//! Backend boundary
//!
//! The REST backend is an external collaborator; these traits are the only
//! surface the sync core depends on. [`crate::http::HttpBackend`] implements
//! all of them over reqwest, and tests script them in memory.

use async_trait::async_trait;
use registrar_model::{
    ApiError, Client, ClientDetail, ClientPendingCounts, DashboardSummary, Domain, DomainDetail,
    Invoice, MarkReadTarget, NotificationFeed, Request, RequestType, StatusUpdate,
    TicketReplyOutcome,
};
use serde::{Deserialize, Serialize};

/// Admin endpoints under the admin prefix
#[async_trait]
pub trait AdminBackend: Send + Sync {
    /// `GET /dashboard-summary`
    async fn dashboard_summary(&self) -> Result<DashboardSummary, ApiError>;

    /// `GET /requests/recent-pending`
    async fn recent_pending(&self) -> Result<Vec<Request>, ApiError>;

    /// `GET /requests/{type}/pending`
    async fn pending_requests(&self, request_type: RequestType) -> Result<Vec<Request>, ApiError>;

    /// `GET /requests/support-tickets/all`
    async fn tickets(&self) -> Result<Vec<Request>, ApiError>;

    /// `GET /support-tickets/{id}/details`
    async fn ticket_detail(&self, ticket_id: u64) -> Result<Request, ApiError>;

    /// `PUT /requests/{path}/{id}/status`, returning the updated item
    async fn update_status(
        &self,
        request_type: RequestType,
        id: u64,
        update: &StatusUpdate,
    ) -> Result<Request, ApiError>;

    /// `POST /support-tickets/{id}/reply`
    async fn reply_to_ticket(
        &self,
        ticket_id: u64,
        message: &str,
    ) -> Result<TicketReplyOutcome, ApiError>;

    /// `GET /all-domains`
    async fn domains(&self) -> Result<Vec<Domain>, ApiError>;

    /// `GET /domain/{id}/details`
    async fn domain_detail(&self, domain_id: u64) -> Result<DomainDetail, ApiError>;

    /// `POST /domains/{id}/reassign`
    async fn reassign_domain(&self, domain_id: u64, new_user_id: u64) -> Result<Domain, ApiError>;

    /// `GET /clients`
    async fn clients(&self) -> Result<Vec<Client>, ApiError>;

    /// `GET /client/{id}/details`
    async fn client_detail(&self, client_id: u64) -> Result<ClientDetail, ApiError>;

    /// `GET /invoices`
    async fn invoices(&self) -> Result<Vec<Invoice>, ApiError>;

    /// `POST /invoices/{id}/mark-paid`
    async fn mark_invoice_paid(&self, invoice_id: u64) -> Result<Invoice, ApiError>;

    /// `POST /invoices/{id}/cancel`
    async fn cancel_invoice(&self, invoice_id: u64) -> Result<Invoice, ApiError>;
}

/// Client endpoints under the api prefix
#[async_trait]
pub trait ClientBackend: Send + Sync {
    /// `GET /client/pending-request-counts`
    async fn pending_counts(&self) -> Result<ClientPendingCounts, ApiError>;

    /// `GET /support-tickets` for the signed-in client
    async fn client_tickets(&self) -> Result<Vec<Request>, ApiError>;

    /// `POST /domain-requests/internal-transfer`
    async fn submit_internal_transfer(
        &self,
        submission: &InternalTransferSubmission,
    ) -> Result<Request, ApiError>;

    /// `POST /domain-requests/auto-renew-change/{domain_id}`
    async fn request_auto_renew_change(&self, domain_id: u64, enable: bool) -> Result<Request, ApiError>;

    /// `POST /domain-requests/lock-change/{domain_id}`
    async fn request_lock_change(&self, domain_id: u64, lock: bool) -> Result<Request, ApiError>;
}

/// Notification endpoints, shared by both roles
#[async_trait]
pub trait NotificationBackend: Send + Sync {
    /// `GET /notifications`
    async fn notifications(&self) -> Result<NotificationFeed, ApiError>;

    /// `POST /notifications/mark-read`, returning the new unread count
    async fn mark_read(&self, target: MarkReadTarget) -> Result<u64, ApiError>;
}

/// Session endpoints
#[async_trait]
pub trait SessionBackend: Send + Sync {
    /// `POST /auth/logout`
    async fn logout(&self) -> Result<(), ApiError>;
}

/// Body of an internal transfer submission
#[derive(Debug, Clone, PartialEq, Eq, Serialize)]
pub struct InternalTransferSubmission {
    #[serde(rename = "domainId")]
    pub domain_id: u64,
    #[serde(rename = "targetClientIdentifier")]
    pub target_client_identifier: String,
}

/// `{message, request}` envelope of client submissions
#[derive(Debug, Clone, Deserialize)]
pub struct RequestEnvelope {
    #[serde(default)]
    pub message: Option<String>,
    pub request: Request,
}

/// `{message, invoice}` envelope of invoice actions
#[derive(Debug, Clone, Deserialize)]
pub struct InvoiceEnvelope {
    #[serde(default)]
    pub message: Option<String>,
    pub invoice: Invoice,
}

/// `{message, domain}` envelope of domain reassignment
#[derive(Debug, Clone, Deserialize)]
pub struct DomainEnvelope {
    #[serde(default)]
    pub message: Option<String>,
    pub domain: Domain,
}

#[cfg(test)]
mod tests {
    use super::*;
    use serde_json::json;

    #[test]
    fn internal_transfer_body_uses_camel_case() {
        let body = InternalTransferSubmission {
            domain_id: 5,
            target_client_identifier: "acme".into(),
        };
        assert_eq!(
            serde_json::to_value(&body).unwrap(),
            json!({"domainId": 5, "targetClientIdentifier": "acme"})
        );
    }

    #[test]
    fn invoice_envelope_decodes() {
        let raw = json!({
            "message": "Invoice marked Paid.",
            "invoice": {
                "id": 7, "invoice_number": "INV-7", "user_id": 2,
                "description": "Renewal", "amount": 10.0,
                "status": "Paid", "payment_date": "2024-06-01"
            }
        });
        let envelope: InvoiceEnvelope = serde_json::from_value(raw).unwrap();
        assert_eq!(envelope.invoice.id, 7);
    }
}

(Exercise instructions):
Go through the data and copy each line exactly as it was written.

(Solution below):
//! Backend boundary
//!
//! The REST backend is an external collaborator; these traits are the only
//! surface the sync core depends on. [`crate::http::HttpBackend`] implements
//! all of them over reqwest, and tests script them in memory.

use async_trait::async_trait;
use registrar_model::{
    ApiError, Client, ClientDetail, ClientPendingCounts, DashboardSummary, Domain, DomainDetail,
    Invoice, MarkReadTarget, NotificationFeed, Request, RequestType, StatusUpdate,
    TicketReplyOutcome,
};
use serde::{Deserialize, Serialize};

/// Admin endpoints under the admin prefix
#[async_trait]
pub trait AdminBackend: Send + Sync {
    /// `GET /dashboard-summary`
    async fn dashboard_summary(&self) -> Result<DashboardSummary, ApiError>;

    /// `GET /requests/recent-pending`
    async fn recent_pending(&self) -> Result<Vec<Request>, ApiError>;

    /// `GET /requests/{type}/pending`
    async fn pending_requests(&self, request_type: RequestType) -> Result<Vec<Request>, ApiError>;

    /// `GET /requests/support-tickets/all`
    async fn tickets(&self) -> Result<Vec<Request>, ApiError>;

    /// `GET /support-tickets/{id}/details`
    async fn ticket_detail(&self, ticket_id: u64) -> Result<Request, ApiError>;

    /// `PUT /requests/{path}/{id}/status`, returning the updated item
    async fn update_status(
        &self,
        request_type: RequestType,
        id: u64,
        update: &StatusUpdate,
    ) -> Result<Request, ApiError>;

    /// `POST /support-tickets/{id}/reply`
    async fn reply_to_ticket(
        &self,
        ticket_id: u64,
        message: &str,
    ) -> Result<TicketReplyOutcome, ApiError>;

    /// `GET /all-domains`
    async fn domains(&self) -> Result<Vec<Domain>, ApiError>;

    /// `GET /domain/{id}/details`
    async fn domain_detail(&self, domain_id: u64) -> Result<DomainDetail, ApiError>;

    /// `POST /domains/{id}/reassign`
    async fn reassign_domain(&self, domain_id: u64, new_user_id: u64) -> Result<Domain, ApiError>;

    /// `GET /clients`
    async fn clients(&self) -> Result<Vec<Client>, ApiError>;

    /// `GET /client/{id}/details`
    async fn client_detail(&self, client_id: u64) -> Result<ClientDetail, ApiError>;

    /// `GET /invoices`
    async fn invoices(&self) -> Result<Vec<Invoice>, ApiError>;

    /// `POST /invoices/{id}/mark-paid`
    async fn mark_invoice_paid(&self, invoice_id: u64) -> Result<Invoice, ApiError>;

    /// `POST /invoices/{id}/cancel`
    async fn cancel_invoice(&self, invoice_id: u64) -> Result<Invoice, ApiError>;
}

/// Client endpoints under the api prefix
#[async_trait]
pub trait ClientBackend: Send + Sync {
    /// `GET /client/pending-request-counts`
    async fn pending_counts(&self) -> Result<ClientPendingCounts, ApiError>;

    /// `GET /support-tickets` for the signed-in client
    async fn client_tickets(&self) -> Result<Vec<Request>, ApiError>;

    /// `POST /domain-requests/internal-transfer`
    async fn submit_internal_transfer(
        &self,
        submission: &InternalTransferSubmission,
    ) -> Result<Request, ApiError>;

    /// `POST /domain-requests/auto-renew-change/{domain_id}`
    async fn request_auto_renew_change(&self, domain_id: u64, enable: bool) -> Result<Request, ApiError>;

    /// `POST /domain-requests/lock-change/{domain_id}`
    async fn request_lock_change(&self, domain_id: u64, lock: bool) -> Result<Request, ApiError>;
}

/// Notification endpoints, shared by both roles
#[async_trait]
pub trait NotificationBackend: Send + Sync {
    /// `GET /notifications`
    async fn notifications(&self) -> Result<NotificationFeed, ApiError>;

    /// `POST /notifications/mark-read`, returning the new unread count
    async fn mark_read(&self, target: MarkReadTarget) -> Result<u64, ApiError>;
}

/// Session endpoints
#[async_trait]
pub trait SessionBackend: Send + Sync {
    /// `POST /auth/logout`
    async fn logout(&self) -> Result<(), ApiError>;
}

/// Body of an internal transfer submission
#[derive(Debug, Clone, PartialEq, Eq, Serialize)]
pub struct InternalTransferSubmission {
    #[serde(rename = "domainId")]
    pub domain_id: u64,
    #[serde(rename = "targetClientIdentifier")]
    pub target_client_identifier: String,
}

/// `{message, request}` envelope of client submissions
#[derive(Debug, Clone, Deserialize)]
pub struct RequestEnvelope {
    #[serde(default)]
    pub message: Option<String>,
    pub request: Request,
}

/// `{message, invoice}` envelope of invoice actions
#[derive(Debug, Clone, Deserialize)]
pub struct InvoiceEnvelope {
    #[serde(default)]
    pub message: Option<String>,
    pub invoice: Invoice,
}

/// `{message, domain}` envelope of domain reassignment
#[derive(Debug, Clone, Deserialize)]
pub struct DomainEnvelope {
    #[serde(default)]
    pub message: Option<String>,
    pub domain: Domain,
}

#[cfg(test)]
mod tests {
    use super::*;
    use serde_json::json;

    #[test]
    fn internal_transfer_body_uses_camel_case() {
        let body = InternalTransferSubmission {
            domain_id: 5,
            target_client_identifier: "acme".into(),
        };
        assert_eq!(
            serde_json::to_value(&body).unwrap(),
            json!({"domainId": 5, "targetClientIdentifier": "acme"})
        );
    }

    #[test]
    fn invoice_envelope_decodes() {
        let raw = json!({
            "message": "Invoice marked Paid.",
            "invoice": {
                "id": 7, "invoice_number": "INV-7", "user_id": 2,
                "description": "Renewal", "amount": 10.0,
                "status": "Paid", "payment_date": "2024-06-01"
            }
        });
        let envelope: InvoiceEnvelope = serde_json::from_value(raw).unwrap();
        assert_eq!(envelope.invoice.id, 7);
    }
}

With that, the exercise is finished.